Work & Play at The Mill

by Matt McConnell

 Mar 22, 2019 at 1:30 PM

This company’s annual retreat mixes business with pleasure at Musgrove Mill.

Musgrove Mill Golf Club is widely regarded as the perfect place for a corporate retreat. McConnell Golf member Matt Alexander knows from experience — he brings around 25 associates from Charlotte-based Eaton Corporation to Musgrove Mill for an annual three-day retreat. For the past couple of years, employees and business partners travel from all over the continent — from California, Georgia, Pennsylvania, Tennessee, and Mexico — to meet at Musgrove Mill.

The travel is worth it. From the moment Alexander’s group drives through the secluded woodlands to the gated entrance, where cart attendants wait at the front of the clubhouse to escort the group to their cabins, everyone begins to exhale.
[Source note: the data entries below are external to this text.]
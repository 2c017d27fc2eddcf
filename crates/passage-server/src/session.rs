//! Session cookies and the authentication gate.
//!
//! A session is a server-side (token -> username) entry plus a signed
//! cookie `<token>.<sha256(secret:token)>`. Routes behind
//! [`require_session`] get an [`AuthContext`] request extension; everything
//! else stays anonymous.

use axum::{
    Json,
    extract::{Request, State},
    http::{HeaderMap, StatusCode, header},
    middleware::Next,
    response::{IntoResponse, Redirect, Response},
};

use crate::api_types::{LoginRequest, StatusResponse};
use crate::error::ApiError;
use crate::state::AppState;
use passage_core::credentials;

/// Session cookie name.
pub const SESSION_COOKIE: &str = "passage_session";

/// Authenticated identity attached to gated requests.
#[derive(Debug, Clone)]
pub struct AuthContext {
    pub username: String,
}

/// Gate middleware for everything that requires a login. API paths are
/// rejected with 401 JSON; page paths redirect to the login form.
pub async fn require_session(
    State(state): State<AppState>,
    mut request: Request,
    next: Next,
) -> Response {
    if let Some(username) = session_from_headers(&state, request.headers()) {
        request.extensions_mut().insert(AuthContext { username });
        return next.run(request).await;
    }

    if request.uri().path().starts_with("/api/") {
        (
            StatusCode::UNAUTHORIZED,
            Json(StatusResponse::failure("Authentication required")),
        )
            .into_response()
    } else {
        Redirect::to("/login").into_response()
    }
}

/// Resolve the session cookie in `headers` to a username.
pub fn session_from_headers(state: &AppState, headers: &HeaderMap) -> Option<String> {
    let cookie_value = cookie_from_headers(headers)?;
    state.session_user(&cookie_value)
}

/// Extract the raw session cookie value from a Cookie header.
pub fn cookie_from_headers(headers: &HeaderMap) -> Option<String> {
    let cookies = headers.get(header::COOKIE)?.to_str().ok()?;
    for cookie in cookies.split(';') {
        if let Some(value) = cookie.trim().strip_prefix(&format!("{SESSION_COOKIE}=")) {
            return Some(value.to_string());
        }
    }
    None
}

fn set_session_cookie(value: &str) -> String {
    format!("{SESSION_COOKIE}={value}; Path=/; HttpOnly; SameSite=Lax; Max-Age=86400")
}

fn clear_session_cookie() -> String {
    format!("{SESSION_COOKIE}=; Path=/; HttpOnly; SameSite=Lax; Max-Age=0")
}

/// Handler for `POST /login`.
pub async fn login(
    State(state): State<AppState>,
    Json(body): Json<LoginRequest>,
) -> Result<Response, ApiError> {
    let username = body.username.trim();
    if username.is_empty() || body.password.is_empty() {
        return Ok(
            Json(StatusResponse::failure("Username and password required!")).into_response(),
        );
    }

    let admin = state.store().find_admin_by_username(username).await?;
    match admin {
        Some(admin) if credentials::verify(&body.password, &admin.password) => {
            let cookie = set_session_cookie(&state.open_session(username));
            tracing::info!(username, "admin logged in");
            Ok((
                [(header::SET_COOKIE, cookie)],
                Json(StatusResponse::ok("Login successful!")),
            )
                .into_response())
        }
        _ => Ok(Json(StatusResponse::failure("Invalid username or password!")).into_response()),
    }
}

/// Handler for `GET /logout`.
pub async fn logout(State(state): State<AppState>, headers: HeaderMap) -> Response {
    if let Some(cookie_value) = cookie_from_headers(&headers) {
        state.close_session(&cookie_value);
    }
    (
        [(header::SET_COOKIE, clear_session_cookie())],
        Redirect::to("/login"),
    )
        .into_response()
}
Jeff Tallman, director of golf, coordinates the group’s itinerary. The next three days are spent relaxing on the property without the group having to move their cars. The retreat is a mix of work and play. Each cabin is complete with everything they need, from A/V equipment to golf carts. One of the best amenities? The accommodating hospitality of Musgrove Mill’s staff.

“Jeff and his team provide everything that we could possibly need,” says Alexander. “We have held meetings in many nice locations, but we always return to Musgrove because of the personal attention that Jeff and his team give us. They make everyone feel at home.”
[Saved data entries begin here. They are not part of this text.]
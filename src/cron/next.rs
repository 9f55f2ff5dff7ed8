//! Timezone-aware next-occurrence computation
//!
//! Advances a wall-clock candidate field by field (month, then day, hour,
//! minute) in the job's timezone and resolves the first match to UTC.
//! Daylight-saving rules: a candidate inside a spring-forward gap fires at
//! the first valid wall clock after the gap; an ambiguous fall-back time is
//! taken at its first occurrence.

use super::CronExpr;
use crate::constants::cron::SEARCH_HORIZON_DAYS;
use chrono::{
    DateTime, Datelike, Days, Duration, LocalResult, NaiveDate, NaiveDateTime, TimeZone, Timelike,
    Utc,
};
use chrono_tz::Tz;

/// Smallest instant strictly after `after` whose wall-clock decomposition in
/// `tz` satisfies `expr`. `None` when no occurrence exists inside the search
/// horizon (grammatically valid but unsatisfiable expressions).
pub fn next_after(expr: &CronExpr, tz: Tz, after: DateTime<Utc>) -> Option<DateTime<Utc>> {
    let local_after = after.with_timezone(&tz).naive_local();
    let horizon = local_after.date().checked_add_days(Days::new(SEARCH_HORIZON_DAYS))?;

    // Start at the next whole minute strictly after `after`
    let mut cand = truncate_to_minute(local_after) + Duration::minutes(1);

    while cand.date() <= horizon {
        if !expr.months.contains(cand.month()) {
            cand = start_of_next_month(cand.date())?;
            continue;
        }
        if !day_matches(expr, cand.date()) {
            cand = cand.date().succ_opt()?.and_hms_opt(0, 0, 0)?;
            continue;
        }
        if !expr.hours.contains(cand.hour()) {
            cand = cand.with_minute(0)? + Duration::hours(1);
            continue;
        }
        if !expr.minutes.contains(cand.minute()) {
            cand += Duration::minutes(1);
            continue;
        }

        match tz.from_local_datetime(&cand) {
            LocalResult::Single(dt) => {
                let instant = dt.with_timezone(&Utc);
                if instant > after {
                    return Some(instant);
                }
            }
            // Fall-back ambiguity resolves to the first occurrence; the
            // second still fires when the reference is already past it
            LocalResult::Ambiguous(first, second) => {
                let first = first.with_timezone(&Utc);
                if first > after {
                    return Some(first);
                }
                let second = second.with_timezone(&Utc);
                if second > after {
                    return Some(second);
                }
            }
            LocalResult::None => {
                // The matching wall clock does not exist; fire at the first
                // valid wall clock after the gap.
                if let Some(instant) = first_valid_after_gap(tz, cand) {
                    if instant > after {
                        return Some(instant);
                    }
                }
            }
        }
        cand += Duration::minutes(1);
    }

    None
}

/// Whether `date` satisfies the day-of-month and day-of-week fields.
/// When both are restricted the standard cron union rule applies.
fn day_matches(expr: &CronExpr, date: NaiveDate) -> bool {
    let dom = expr.days_of_month.contains(date.day());
    let dow = expr
        .days_of_week
        .contains(date.weekday().num_days_from_sunday());

    match (
        expr.days_of_month.is_restricted(),
        expr.days_of_week.is_restricted(),
    ) {
        (true, true) => dom || dow,
        (true, false) => dom,
        (false, true) => dow,
        (false, false) => true,
    }
}

/// First instant at or after a wall clock inside a DST gap. Gaps are at most
/// a few hours long; scan minute by minute until the zone maps the clock.
fn first_valid_after_gap(tz: Tz, gap_start: NaiveDateTime) -> Option<DateTime<Utc>> {
    let mut probe = gap_start;
    for _ in 0..(4 * 60) {
        probe += Duration::minutes(1);
        if let Some(dt) = tz.from_local_datetime(&probe).earliest() {
            return Some(dt.with_timezone(&Utc));
        }
    }
    None
}

fn truncate_to_minute(naive: NaiveDateTime) -> NaiveDateTime {
    naive
        .with_second(0)
        .and_then(|n| n.with_nanosecond(0))
        .unwrap_or(naive)
}

fn start_of_next_month(date: NaiveDate) -> Option<NaiveDateTime> {
    let (year, month) = if date.month() == 12 {
        (date.year() + 1, 1)
    } else {
        (date.year(), date.month() + 1)
    };
    NaiveDate::from_ymd_opt(year, month, 1)?.and_hms_opt(0, 0, 0)
}

#[cfg(test)]
mod tests {
    use super::*;
    use crate::cron::parse;
    use chrono_tz::Tz;

    fn utc(s: &str) -> DateTime<Utc> {
        s.parse().unwrap()
    }

    fn next(expr: &str, tz: &str, after: &str) -> DateTime<Utc> {
        let parsed = parse(expr).unwrap();
        let zone: Tz = tz.parse().unwrap();
        next_after(&parsed, zone, utc(after)).unwrap()
    }

    #[test]
    fn every_minute_advances_one_minute() {
        assert_eq!(
            next("* * * * *", "UTC", "2025-06-15T10:30:00Z"),
            utc("2025-06-15T10:31:00Z")
        );
        // Mid-minute reference rounds up to the next whole minute
        assert_eq!(
            next("* * * * *", "UTC", "2025-06-15T10:30:45Z"),
            utc("2025-06-15T10:31:00Z")
        );
    }

    #[test]
    fn result_is_strictly_after_reference() {
        // Reference exactly on a firing instant must yield the next one
        assert_eq!(
            next("0 12 * * *", "UTC", "2025-06-15T12:00:00Z"),
            utc("2025-06-16T12:00:00Z")
        );
    }

    #[test]
    fn carries_across_hour_day_month_year() {
        assert_eq!(
            next("0 0 1 1 *", "UTC", "2025-03-10T08:00:00Z"),
            utc("2026-01-01T00:00:00Z")
        );
        assert_eq!(
            next("30 23 * * *", "UTC", "2025-01-31T23:45:00Z"),
            utc("2025-02-01T23:30:00Z")
        );
    }

    #[test]
    fn respects_timezone_wall_clock() {
        // 09:00 in New York during EDT is 13:00 UTC
        assert_eq!(
            next("0 9 * * *", "America/New_York", "2025-06-15T00:00:00Z"),
            utc("2025-06-15T13:00:00Z")
        );
    }

    #[test]
    fn weekday_field_matches_sunday_as_zero() {
        // 2025-06-15 is a Sunday
        assert_eq!(
            next("0 8 * * 0", "UTC", "2025-06-09T00:00:00Z"),
            utc("2025-06-15T08:00:00Z")
        );
    }

    #[test]
    fn dom_dow_union_when_both_restricted() {
        // Day 15 OR Friday. From Mon 2025-06-09, the first Friday (13th)
        // comes before the 15th.
        assert_eq!(
            next("0 0 15 * 5", "UTC", "2025-06-09T00:00:00Z"),
            utc("2025-06-13T00:00:00Z")
        );
        // And from the 14th, the 15th wins over the next Friday
        assert_eq!(
            next("0 0 15 * 5", "UTC", "2025-06-14T01:00:00Z"),
            utc("2025-06-15T00:00:00Z")
        );
    }

    #[test]
    fn dom_only_when_dow_is_star() {
        assert_eq!(
            next("0 0 15 * *", "UTC", "2025-06-09T00:00:00Z"),
            utc("2025-06-15T00:00:00Z")
        );
    }

    #[test]
    fn spring_forward_gap_fires_at_first_valid_wall_clock() {
        // Europe/Berlin 2025-03-30: 02:00 CET jumps to 03:00 CEST. The
        // 02:30 occurrence on that day does not exist and fires at 03:00
        // CEST, which is 01:00 UTC.
        assert_eq!(
            next("30 2 * * *", "Europe/Berlin", "2025-03-30T00:00:00Z"),
            utc("2025-03-30T01:00:00Z")
        );
    }

    #[test]
    fn fall_back_ambiguity_takes_first_occurrence() {
        // Europe/Berlin 2025-10-26: 03:00 CEST falls back to 02:00 CET, so
        // 02:30 happens twice. The first occurrence is CEST (UTC+2), i.e.
        // 00:30 UTC.
        assert_eq!(
            next("30 2 * * *", "Europe/Berlin", "2025-10-25T23:00:00Z"),
            utc("2025-10-26T00:30:00Z")
        );
    }

    #[test]
    fn fall_back_reference_inside_second_pass_still_fires() {
        // America/New_York 2025-11-02: 01:00-02:00 repeats. With the
        // reference at 01:45 EST (the second pass), a 01:50 schedule fires
        // at 01:50 EST, not the next day.
        assert_eq!(
            next("50 1 * * *", "America/New_York", "2025-11-02T06:45:00Z"),
            utc("2025-11-02T06:50:00Z")
        );
    }

    #[test]
    fn unsatisfiable_expression_returns_none() {
        let expr = parse("0 0 30 2 *").unwrap();
        assert!(next_after(&expr, chrono_tz::UTC, utc("2025-01-01T00:00:00Z")).is_none());
    }

    #[test]
    fn leap_day_found_across_years() {
        assert_eq!(
            next("0 0 29 2 *", "UTC", "2025-03-01T00:00:00Z"),
            utc("2028-02-29T00:00:00Z")
        );
    }

    #[test]
    fn no_instant_skipped_between_reference_and_result() {
        // Sampled check of the minimality property: for a step schedule the
        // gap between successive occurrences is exactly the step.
        let expr = parse("*/15 * * * *").unwrap();
        let mut at = utc("2025-06-15T10:02:00Z");
        let mut fires = Vec::new();
        for _ in 0..5 {
            let n = next_after(&expr, chrono_tz::UTC, at).unwrap();
            fires.push(n);
            at = n;
        }
        assert_eq!(
            fires,
            vec![
                utc("2025-06-15T10:15:00Z"),
                utc("2025-06-15T10:30:00Z"),
                utc("2025-06-15T10:45:00Z"),
                utc("2025-06-15T11:00:00Z"),
                utc("2025-06-15T11:15:00Z"),
            ]
        );
    }
}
Food is prepared in the clubhouse and delivered to the cabins where the business meetings are conducted on the first day of the retreat. Following their work, the team breaks for cocktails and dinner in the cottage. With a pool table, fireplace, poker set, and satellite television, the cottages provide entertainment while everyone enjoys each other’s company.
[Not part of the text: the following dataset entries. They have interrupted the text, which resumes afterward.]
//! Core error taxonomy
//!
//! The small, stable set of error kinds the API layer maps to user-visible
//! status codes. Invocation failures are not errors: the invoker always
//! returns a structured outcome that is recorded as an execution row.

use std::fmt;

pub type CoreResult<T> = Result<T, CoreError>;

/// Error kinds surfaced by the repository, evaluator, and dispatcher
#[derive(Debug)]
pub enum CoreError {
    /// Input rejected by validation (bad cron expression, field limits,
    /// malformed URL). Surfaced to the caller verbatim, never retried.
    Validation(String),

    /// Ownership or deletion check failed
    NotFound { entity: &'static str, id: i64 },

    /// Uniqueness violation (user email)
    Conflict(String),

    /// Repository transaction conflict; retried internally a bounded
    /// number of times before being surfaced
    Concurrency(String),

    /// Evaluator or dispatcher invariant violation. Logged at error level;
    /// the affected job is disarmed and left in place for inspection.
    SchedulerInternal(String),
}

impl CoreError {
    pub fn validation(msg: impl Into<String>) -> Self {
        CoreError::Validation(msg.into())
    }

    pub fn not_found(entity: &'static str, id: i64) -> Self {
        CoreError::NotFound { entity, id }
    }

    pub fn internal(msg: impl Into<String>) -> Self {
        CoreError::SchedulerInternal(msg.into())
    }

    pub fn is_concurrency(&self) -> bool {
        matches!(self, CoreError::Concurrency(_))
    }
}

impl fmt::Display for CoreError {
    fn fmt(&self, f: &mut fmt::Formatter<'_>) -> fmt::Result {
        match self {
            CoreError::Validation(msg) => write!(f, "Validation error: {}", msg),
            CoreError::NotFound { entity, id } => write!(f, "{} {} not found", entity, id),
            CoreError::Conflict(msg) => write!(f, "Conflict: {}", msg),
            CoreError::Concurrency(msg) => write!(f, "Transaction conflict: {}", msg),
            CoreError::SchedulerInternal(msg) => write!(f, "Scheduler internal error: {}", msg),
        }
    }
}

impl std::error::Error for CoreError {}

impl From<sqlx::Error> for CoreError {
    fn from(err: sqlx::Error) -> Self {
        match &err {
            sqlx::Error::Database(db_err) => {
                if db_err.is_unique_violation() {
                    return CoreError::Conflict(db_err.to_string());
                }
                // SQLite reports write contention as BUSY or LOCKED
                let msg = db_err.message().to_ascii_lowercase();
                if msg.contains("locked") || msg.contains("busy") {
                    return CoreError::Concurrency(db_err.to_string());
                }
                CoreError::SchedulerInternal(err.to_string())
            }
            sqlx::Error::PoolTimedOut => CoreError::Concurrency(err.to_string()),
            _ => CoreError::SchedulerInternal(err.to_string()),
        }
    }
}
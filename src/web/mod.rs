//! Web surface
//!
//! Only the two read-only probes the external API collaborator expects:
//! liveness and scheduler statistics. The REST CRUD surface lives outside
//! this process.

pub mod handlers;
pub mod server;

pub use server::start_web_server;

use serde::Serialize;
use std::sync::Arc;

use crate::config::Config;
use crate::database::Database;
use crate::dispatcher::Dispatcher;

// Application state shared across all handlers
#[derive(Clone)]
pub struct AppState {
    pub config: Arc<Config>,
    pub database: Arc<Database>,
    pub dispatcher: Dispatcher,
}

impl AppState {
    pub fn new(config: Arc<Config>, database: Arc<Database>, dispatcher: Dispatcher) -> Self {
        Self {
            config,
            database,
            dispatcher,
        }
    }
}

#[derive(Debug, Serialize)]
pub struct ApiResponse<T> {
    pub success: bool,
    #[serde(skip_serializing_if = "Option::is_none")]
    pub data: Option<T>,
    #[serde(skip_serializing_if = "Option::is_none")]
    pub error: Option<String>,
}

impl<T> ApiResponse<T> {
    pub fn success(data: T) -> Self {
        Self {
            success: true,
            data: Some(data),
            error: None,
        }
    }

    pub fn error(message: impl Into<String>) -> Self {
        Self {
            success: false,
            data: None,
            error: Some(message.into()),
        }
    }
}

pub type ApiResult<T> = Result<
    axum::Json<ApiResponse<T>>,
    (axum::http::StatusCode, axum::Json<ApiResponse<T>>),
>;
Day two begins with breakfast and meetings in the Lee Cottage. Then the real fun begins — in the afternoon, many in the group tee off on the challenging Arnold Palmer-designed course. Group photos are taken along the course, especially on the elevated tee box of the fifth hole and the signature seventh hole along the Enoree River. The non-golfers go nearby to shoot sporting clays at the wildlife refuge of the Clinton House.

Later, the entire group reconvenes for drinks and dinner at the Lee Cottage. Dinner is served on the back deck, against the backdrop of the scenic wilderness of Upstate South Carolina.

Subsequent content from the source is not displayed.